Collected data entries
^^^^^^^^^^^^^^^^

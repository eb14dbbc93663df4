//! Renderer boundary.
//!
//! Resolves a `LayoutDocument` into absolute page rectangles (points, margins
//! included) and one `DrawCommand` per tile. Rasterisers consume the plan
//! as-is and never make a layout decision of their own.
//!
//! Body tile position:
//!   x = margin.left + region.x + col * (cellWidth + gapX) + adjust.offsetX
//!   y = margin.top  + region.y + row * (rowHeight + gapY)
//! Tiles in the other regions fill their band.

use serde::Serialize;
use thiserror::Error;

use crate::layout::document::{ItemContent, LayoutDocument, Tile, TileBody};
use crate::layout::error::LayoutError;
use crate::layout::geometry::{round_pt, PT_EPSILON};
use crate::layout::menu::DietaryIndicator;
use crate::layout::options::{ImageMode, RenderOptions};
use crate::layout::regions::{find_region, Region, RegionId};
use crate::layout::template::{ItemIndicatorMode, Template};

#[derive(Debug, Error)]
pub enum RenderError {
    #[error("document was laid out with template '{document}' but '{template}' was supplied")]
    TemplateMismatch { document: String, template: String },

    #[error("tile '{tile_id}' on page {page_index} escapes the {region} region")]
    TileOutOfBounds {
        page_index: u32,
        tile_id: String,
        region: &'static str,
    },

    #[error(transparent)]
    Layout(#[from] LayoutError),

    #[error("failed to encode render plan: {0}")]
    Encode(#[from] serde_json::Error),
}

// ────────────────────────────────────────────────────────────────────────────
// Plan types
// ────────────────────────────────────────────────────────────────────────────

#[derive(Debug, Clone, Copy, PartialEq, Serialize)]
pub struct Rect {
    pub x: f64,
    pub y: f64,
    pub width: f64,
    pub height: f64,
}

impl Rect {
    fn of_region(region: &Region, left: f64, top: f64) -> Self {
        Rect {
            x: round_pt(left + region.x),
            y: round_pt(top + region.y),
            width: region.width,
            height: region.height,
        }
    }

    fn contains(&self, other: &Rect) -> bool {
        other.x >= self.x - PT_EPSILON
            && other.y >= self.y - PT_EPSILON
            && other.x + other.width <= self.x + self.width + PT_EPSILON
            && other.y + other.height <= self.y + self.height + PT_EPSILON
    }
}

/// What to draw in a tile rectangle.
#[derive(Debug, Clone, PartialEq, Serialize)]
#[serde(tag = "kind", rename_all = "SCREAMING_SNAKE_CASE")]
pub enum DrawCommand {
    #[serde(rename_all = "camelCase")]
    Title { text: String, currency: String },
    #[serde(rename_all = "camelCase")]
    SectionHeader { text: String },
    #[serde(rename_all = "camelCase")]
    ItemCard {
        name: String,
        price: String,
        description: String,
        #[serde(skip_serializing_if = "Option::is_none")]
        image_ref: Option<String>,
        image_mode: ImageMode,
        featured: bool,
        indicators: Vec<DietaryIndicator>,
        indicator_mode: ItemIndicatorMode,
    },
    #[serde(rename_all = "camelCase")]
    ItemTextRow {
        name: String,
        price: String,
        description: String,
        featured: bool,
        indicators: Vec<DietaryIndicator>,
        indicator_mode: ItemIndicatorMode,
    },
    #[serde(rename_all = "camelCase")]
    Filler { variant: u8, textured: bool },
    #[serde(rename_all = "camelCase")]
    PageNumber { text: String },
}

#[derive(Debug, Clone, PartialEq, Serialize)]
#[serde(rename_all = "camelCase")]
pub struct RenderedTile {
    pub tile_id: String,
    pub region: RegionId,
    pub rect: Rect,
    pub command: DrawCommand,
}

#[derive(Debug, Clone, PartialEq, Serialize)]
#[serde(rename_all = "camelCase")]
pub struct RenderedPage {
    pub page_index: u32,
    pub width: f64,
    pub height: f64,
    pub tiles: Vec<RenderedTile>,
}

#[derive(Debug, Clone, PartialEq, Serialize)]
#[serde(rename_all = "camelCase")]
pub struct RenderPlan {
    pub template_id: String,
    pub template_version: u32,
    pub pixel_ratio: f64,
    pub background_color: String,
    pub pages: Vec<RenderedPage>,
}

// ────────────────────────────────────────────────────────────────────────────
// Plan construction
// ────────────────────────────────────────────────────────────────────────────

/// Resolves every tile of `document` to an absolute rectangle and draw command.
pub fn build_render_plan(
    document: &LayoutDocument,
    template: &Template,
    options: &RenderOptions,
) -> Result<RenderPlan, RenderError> {
    if document.template_id() != template.id || document.template_version() != template.version {
        return Err(RenderError::TemplateMismatch {
            document: format!("{}@{}", document.template_id(), document.template_version()),
            template: format!("{}@{}", template.id, template.version),
        });
    }

    let options = options.clone().sanitized();
    let regions = template.regions()?;
    let left = template.page.margins.left;
    let top = template.page.margins.top;

    let mut pages = Vec::with_capacity(document.pages().len());
    for page in document.pages() {
        let mut tiles = Vec::with_capacity(page.tiles.len() + 1);

        for tile in &page.tiles {
            let region = region_of(&regions, tile.region, template)?;
            let bounds = Rect::of_region(region, left, top);
            let rect = match tile.region {
                RegionId::Body => body_rect(tile, template, &bounds),
                _ => bounds,
            };
            if !bounds.contains(&rect) {
                return Err(RenderError::TileOutOfBounds {
                    page_index: page.page_index,
                    tile_id: tile.id.clone(),
                    region: tile.region.as_str(),
                });
            }
            tiles.push(RenderedTile {
                tile_id: tile.id.clone(),
                region: tile.region,
                rect,
                command: draw_command(&tile.body, &options),
            });
        }

        if options.print_page_numbers {
            let footer = region_of(&regions, RegionId::Footer, template)?;
            tiles.push(RenderedTile {
                tile_id: format!("page-number-{}", page.page_index),
                region: RegionId::Footer,
                rect: Rect::of_region(footer, left, top),
                command: DrawCommand::PageNumber {
                    text: format!("{} / {}", page.page_index + 1, document.total_pages()),
                },
            });
        }

        pages.push(RenderedPage {
            page_index: page.page_index,
            width: template.page.width,
            height: template.page.height,
            tiles,
        });
    }

    Ok(RenderPlan {
        template_id: template.id.clone(),
        template_version: template.version,
        pixel_ratio: options.pixel_ratio,
        background_color: options.background_color,
        pages,
    })
}

fn region_of<'r>(
    regions: &'r [Region],
    id: RegionId,
    template: &Template,
) -> Result<&'r Region, RenderError> {
    find_region(regions, id).ok_or_else(|| {
        RenderError::Layout(LayoutError::template(
            &template.id,
            format!("regions.{}", id.as_str()),
            "required region is missing",
        ))
    })
}

fn body_rect(tile: &Tile, template: &Template, body: &Rect) -> Rect {
    let grid = &template.grid;
    let cell_width = grid.cell_width(body.width);
    let col_span = f64::from(tile.grid.col_span);
    let row_span = f64::from(tile.grid.row_span);

    let natural_width = col_span * cell_width + (col_span - 1.0) * grid.gap_x;
    let (offset_x, width) = match tile.adjust {
        Some(adjust) => (adjust.offset_x, adjust.width),
        None => (0.0, natural_width),
    };

    Rect {
        x: round_pt(body.x + f64::from(tile.grid.col) * (cell_width + grid.gap_x) + offset_x),
        y: round_pt(body.y + f64::from(tile.grid.row) * (grid.row_height + grid.gap_y)),
        width: round_pt(width),
        height: round_pt(row_span * grid.row_height + (row_span - 1.0) * grid.gap_y),
    }
}

fn draw_command(body: &TileBody, options: &RenderOptions) -> DrawCommand {
    match body {
        TileBody::Title(content) => DrawCommand::Title {
            text: content.title.clone(),
            currency: content.currency.code().to_string(),
        },
        TileBody::SectionHeader(content) => DrawCommand::SectionHeader {
            text: content.name.clone(),
        },
        TileBody::ItemCard(content) => DrawCommand::ItemCard {
            name: content.name.clone(),
            price: content.formatted_price.clone(),
            description: content.description.clone(),
            image_ref: content
                .image_ref
                .clone()
                .filter(|_| options.image_mode.shows_images()),
            image_mode: options.image_mode,
            featured: content.featured,
            indicators: content.indicators.clone(),
            indicator_mode: content.indicator_mode,
        },
        TileBody::ItemTextRow(content) => text_row(content),
        TileBody::Filler(content) => DrawCommand::Filler {
            variant: content.variant,
            textured: options.textures_enabled,
        },
    }
}

fn text_row(content: &ItemContent) -> DrawCommand {
    DrawCommand::ItemTextRow {
        name: content.name.clone(),
        price: content.formatted_price.clone(),
        description: content.description.clone(),
        featured: content.featured,
        indicators: content.indicators.clone(),
        indicator_mode: content.indicator_mode,
    }
}

// ────────────────────────────────────────────────────────────────────────────
// Renderers
// ────────────────────────────────────────────────────────────────────────────

/// Turns a resolved plan into output bytes. Rasterising implementations live
/// outside this service.
pub trait Renderer: Send + Sync {
    fn content_type(&self) -> &'static str;

    fn render(&self, plan: &RenderPlan) -> Result<Vec<u8>, RenderError>;
}

/// Emits the plan itself as JSON.
pub struct JsonPlanRenderer;

impl Renderer for JsonPlanRenderer {
    fn content_type(&self) -> &'static str {
        "application/json"
    }

    fn render(&self, plan: &RenderPlan) -> Result<Vec<u8>, RenderError> {
        Ok(serde_json::to_vec(plan)?)
    }
}

#[cfg(test)]
mod tests {
    use super::*;
    use crate::layout::document::{FillerContent, GridPlacement, Page};
    use crate::layout::geometry::pt_eq;
    use crate::layout::menu::tests::make_menu;
    use crate::layout::options::LayoutOptions;
    use crate::layout::placement::place;
    use crate::layout::template::tests::reference_template;

    fn make_document(counts: &[usize]) -> (Template, LayoutDocument) {
        let template = reference_template();
        let regions = template.regions().unwrap();
        let doc = place(&make_menu(counts, true), &template, &regions, &LayoutOptions::default())
            .unwrap();
        (template, doc)
    }

    fn rendered<'p>(plan: &'p RenderPlan, id: &str) -> &'p RenderedTile {
        plan.pages
            .iter()
            .flat_map(|p| p.tiles.iter())
            .find(|t| t.tile_id == id)
            .unwrap_or_else(|| panic!("tile {id} missing from plan"))
    }

    #[test]
    fn test_body_tiles_resolve_to_absolute_points() {
        let (template, doc) = make_document(&[4]);
        let plan = build_render_plan(&doc, &template, &RenderOptions::default()).unwrap();

        // Row 1 of the body: 56.69 margin + 100 region offset + 78 pitch.
        let card = rendered(&plan, "item-0-0");
        assert!(pt_eq(card.rect.x, 42.52));
        assert!(pt_eq(card.rect.y, 234.69));
        assert!(pt_eq(card.rect.width, 121.56));
        assert!(pt_eq(card.rect.height, 148.0));

        let last = rendered(&plan, "item-0-3");
        // 42.52 + 3 * 129.56
        assert!(pt_eq(last.rect.x, 431.2));
    }

    #[test]
    fn test_title_fills_title_band() {
        let (template, doc) = make_document(&[1]);
        let plan = build_render_plan(&doc, &template, &RenderOptions::default()).unwrap();
        let title = rendered(&plan, "title");
        assert_eq!(title.region, RegionId::Title);
        assert!(pt_eq(title.rect.y, 116.69));
        assert!(pt_eq(title.rect.height, 40.0));
        assert!(matches!(title.command, DrawCommand::Title { .. }));
    }

    #[test]
    fn test_balancing_adjust_moves_tile() {
        let (template, doc) = make_document(&[2]);
        let plan = build_render_plan(&doc, &template, &RenderOptions::default()).unwrap();
        // CENTER: 42.52 + 129.56 pitch + 129.56 offset
        assert!(pt_eq(rendered(&plan, "item-0-1").rect.x, 301.64));
    }

    #[test]
    fn test_page_numbers_go_to_footer() {
        let (template, doc) = make_document(&[6, 4]);
        let options = RenderOptions {
            print_page_numbers: true,
            ..RenderOptions::default()
        };
        let plan = build_render_plan(&doc, &template, &options).unwrap();
        let number = rendered(&plan, "page-number-1");
        assert_eq!(
            number.command,
            DrawCommand::PageNumber {
                text: "2 / 2".to_string()
            }
        );
        assert!(pt_eq(number.rect.y, 755.2));
    }

    #[test]
    fn test_image_mode_none_drops_image_refs() {
        let (template, doc) = make_document(&[1]);
        let options = RenderOptions {
            image_mode: ImageMode::None,
            ..RenderOptions::default()
        };
        let plan = build_render_plan(&doc, &template, &options).unwrap();
        match &rendered(&plan, "item-0-0").command {
            DrawCommand::ItemCard { image_ref, .. } => assert!(image_ref.is_none()),
            other => panic!("unexpected command {other:?}"),
        }
    }

    #[test]
    fn test_tile_outside_body_is_rejected() {
        let template = reference_template();
        let stray = Tile {
            id: "filler-0-9-0".to_string(),
            body: TileBody::Filler(FillerContent { variant: 1 }),
            region: RegionId::Body,
            grid: GridPlacement {
                row: 9,
                col: 0,
                row_span: 1,
                col_span: 1,
            },
            adjust: None,
        };
        let doc = LayoutDocument::assemble(
            &template,
            vec![Page {
                page_index: 0,
                tiles: vec![stray],
            }],
        );
        let err = build_render_plan(&doc, &template, &RenderOptions::default()).unwrap_err();
        assert!(matches!(err, RenderError::TileOutOfBounds { page_index: 0, .. }));
    }

    #[test]
    fn test_template_mismatch_is_rejected() {
        let (mut template, doc) = make_document(&[1]);
        template.version = 2;
        let err = build_render_plan(&doc, &template, &RenderOptions::default()).unwrap_err();
        assert!(matches!(err, RenderError::TemplateMismatch { .. }));
    }

    #[test]
    fn test_json_renderer_emits_plan() {
        let (template, doc) = make_document(&[3]);
        let plan = build_render_plan(&doc, &template, &RenderOptions::default()).unwrap();
        let bytes = JsonPlanRenderer.render(&plan).unwrap();
        let json: serde_json::Value = serde_json::from_slice(&bytes).unwrap();
        assert_eq!(json["templateId"], "reference");
        assert_eq!(json["pages"][0]["tiles"][1]["command"]["kind"], "SECTION_HEADER");
        assert_eq!(JsonPlanRenderer.content_type(), "application/json");
    }
}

^^^^^^^^^^^^^^^^

— What the task asks —
Your answer should be the exact lines above from the one with "let left = template.page.margins.left;" through the one with "for tile in", both included, and nothing besides.

— Task answer —
    let left = template.page.margins.left;
    let top = template.page.margins.top;

    let mut pages = Vec::with_capacity(document.pages().len());
    for page in document.pages() {
        let mut tiles = Vec::with_capacity(page.tiles.len() + 1);

        for tile in &page.tiles {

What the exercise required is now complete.